Stored entries
________________________

//! Headless-browser page rendering for the review scraper.
//!
//! Renders review pages with headless Chromium over the DevTools Protocol
//! when a browser binary is available, and degrades to a plain HTTP fetch
//! (browser User-Agent, no JS) when it is not. Scraping is best-effort
//! either way.

pub mod cdp;
pub mod launcher;
pub mod page;

use anyhow::Result;
use tracing::{info, warn};

use launcher::BrowserHandle;

/// Sent on plain fetches so retail sites serve the full page.
const BROWSER_UA: &str =
    "Mozilla/5.0 (X11; Linux x86_64) AppleWebKit/537.36 (KHTML, like Gecko) \
     Chrome/124.0.0.0 Safari/537.36";

/// Renders URLs to HTML, with or without a real browser behind it.
pub struct PageRenderer {
    http: reqwest::Client,
    browser: Option<BrowserHandle>,
}

impl PageRenderer {
    /// Detect and launch a browser if one is installed; otherwise run in
    /// fetch-only mode.
    pub async fn detect(http: reqwest::Client, chrome_bin: Option<&str>) -> Self {
        let browser = match launcher::find_chrome(chrome_bin) {
            Some(binary) => match BrowserHandle::launch(&binary, &http).await {
                Ok(handle) => {
                    info!("review scraping will use headless browser rendering");
                    Some(handle)
                }
                Err(e) => {
                    warn!(error = %e, "browser launch failed, falling back to plain fetch");
                    None
                }
            },
            None => {
                info!("no browser binary found, review scraping uses plain fetch");
                None
            }
        };
        Self { http, browser }
    }

    /// Fetch-only renderer (used in tests and browserless deployments).
    pub fn fetch_only(http: reqwest::Client) -> Self {
        Self { http, browser: None }
    }

    /// Render a URL to HTML.
    pub async fn render(&self, url: &str) -> Result<String> {
        if let Some(browser) = &self.browser {
            match self.render_via_cdp(browser, url).await {
                Ok(html) => return Ok(html),
                Err(e) => {
                    warn!(url, error = %e, "CDP render failed, retrying as plain fetch");
                }
            }
        }
        self.plain_fetch(url).await
    }

    async fn render_via_cdp(&self, browser: &BrowserHandle, url: &str) -> Result<String> {
        let mut page = page::Page::open(&browser.devtools_base, &self.http).await?;
        page.navigate(url).await?;
        let html = page.outer_html().await;
        page.close().await;
        html
    }

    async fn plain_fetch(&self, url: &str) -> Result<String> {
        let resp = self
            .http
            .get(url)
            .header("User-Agent", BROWSER_UA)
            .header("Accept", "text/html,application/xhtml+xml")
            .send()
            .await?
            .error_for_status()?;
        Ok(resp.text().await?)
    }
}
//! Structured logging for BeanScan.
//!
//! Wraps `tracing` to provide a console logger plus a rolling NDJSON file
//! logger, with environment-based level control.

use std::path::Path;
use tracing_appender::rolling::{RollingFileAppender, Rotation};
use tracing_subscriber::{fmt, layer::SubscriberExt, util::SubscriberInitExt, EnvFilter};

/// Initialize the global logger: console output plus a daily-rolling
/// NDJSON file under `log_dir`.
pub fn init_logger<P: AsRef<Path>>(log_dir: P, level: &str) {
    let env_filter =
        EnvFilter::try_from_default_env().unwrap_or_else(|_| EnvFilter::new(level));

    // Writes NDJSON to `<log_dir>/beanscan.log.YYYY-MM-DD`
    let file_appender = RollingFileAppender::new(Rotation::DAILY, log_dir, "beanscan.log");

    let file_layer = fmt::layer()
        .json()
        .with_writer(file_appender)
        .with_ansi(false);

    let console_layer = fmt::layer()
        .with_writer(std::io::stdout)
        .with_target(false)
        .with_ansi(true);

    let _ = tracing_subscriber::registry()
        .with(env_filter)
        .with(console_layer)
        .with(file_layer)
        .try_init();
}

/// Console-only logger for tests and the `status` subcommand.
pub fn init_console_logger(level: &str) {
    let env_filter =
        EnvFilter::try_from_default_env().unwrap_or_else(|_| EnvFilter::new(level));
    let _ = tracing_subscriber::registry()
        .with(env_filter)
        .with(fmt::layer().with_target(false))
        .try_init();
}
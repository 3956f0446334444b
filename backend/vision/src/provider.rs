//! Vision providers — send a bag photo to a hosted vision LLM.

use base64::{engine::general_purpose::STANDARD, Engine};
use beanscan_core::BeanScanError;
use tracing::info;

/// Supported vision providers.
pub enum VisionProvider {
    OpenAI { api_key: String, model: String },
    Gemini { api_key: String },
}

impl VisionProvider {
    pub fn openai(api_key: impl Into<String>, model: impl Into<String>) -> Self {
        Self::OpenAI { api_key: api_key.into(), model: model.into() }
    }

    pub fn gemini(api_key: impl Into<String>) -> Self {
        Self::Gemini { api_key: api_key.into() }
    }

    pub fn name(&self) -> &'static str {
        match self {
            Self::OpenAI { .. } => "openai",
            Self::Gemini { .. } => "gemini",
        }
    }
}

/// Send an image to the provider and return the model's raw reply text.
///
/// Uses the caller's shared client so the process-wide request timeout
/// applies here too.
pub async fn describe_image(
    provider: &VisionProvider,
    client: &reqwest::Client,
    image_bytes: &[u8],
    mime_type: &str,
    prompt: &str,
) -> Result<String, BeanScanError> {
    let b64 = STANDARD.encode(image_bytes);
    match provider {
        VisionProvider::OpenAI { api_key, model } => {
            describe_via_openai(client, api_key, model, &b64, mime_type, prompt).await
        }
        VisionProvider::Gemini { api_key } => {
            describe_via_gemini(client, api_key, &b64, mime_type, prompt).await
        }
    }
}

async fn describe_via_openai(
    client: &reqwest::Client,
    api_key: &str,
    model: &str,
    b64: &str,
    mime_type: &str,
    prompt: &str,
) -> Result<String, BeanScanError> {
    info!(model, "describing bag photo via OpenAI");
    let body = serde_json::json!({
        "model": model,
        "messages": [{
            "role": "user",
            "content": [
                { "type": "text", "text": prompt },
                { "type": "image_url",
                  "image_url": { "url": format!("data:{};base64,{}", mime_type, b64) } }
            ]
        }],
        "max_tokens": 512
    });
    let resp = client
        .post("https://api.openai.com/v1/chat/completions")
        .bearer_auth(api_key)
        .json(&body)
        .send()
        .await
        .map_err(|e| BeanScanError::VisionError {
            provider: "openai".into(),
            message: e.to_string(),
        })?;
    if !resp.status().is_success() {
        return Err(BeanScanError::VisionError {
            provider: "openai".into(),
            message: resp.text().await.unwrap_or_default(),
        });
    }
    let json: serde_json::Value =
        resp.json().await.map_err(|e| BeanScanError::VisionError {
            provider: "openai".into(),
            message: e.to_string(),
        })?;
    Ok(json["choices"][0]["message"]["content"]
        .as_str()
        .unwrap_or("")
        .to_string())
}

async fn describe_via_gemini(
    client: &reqwest::Client,
    api_key: &str,
    b64: &str,
    mime_type: &str,
    prompt: &str,
) -> Result<String, BeanScanError> {
    info!("describing bag photo via Gemini");
    let url = format!(
        "https://generativelanguage.googleapis.com/v1beta/models/gemini-2.0-flash:generateContent?key={}",
        api_key
    );
    let body = serde_json::json!({
        "contents": [{ "parts": [
            { "text": prompt },
            { "inlineData": { "mimeType": mime_type, "data": b64 } }
        ]}]
    });
    let resp = client.post(&url).json(&body).send().await.map_err(|e| {
        BeanScanError::VisionError { provider: "gemini".into(), message: e.to_string() }
    })?;
    if !resp.status().is_success() {
        return Err(BeanScanError::VisionError {
            provider: "gemini".into(),
            message: resp.text().await.unwrap_or_default(),
        });
    }
    let json: serde_json::Value =
        resp.json().await.map_err(|e| BeanScanError::VisionError {
            provider: "gemini".into(),
            message: e.to_string(),
        })?;
    Ok(json["candidates"][0]["content"]["parts"][0]["text"]
        .as_str()
        .unwrap_or("")
        .to_string())
}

________________________

**Exercise goal:**
In the entries above, count each line holding "data" and report the total and nothing more.

**Result of this exercise:**
2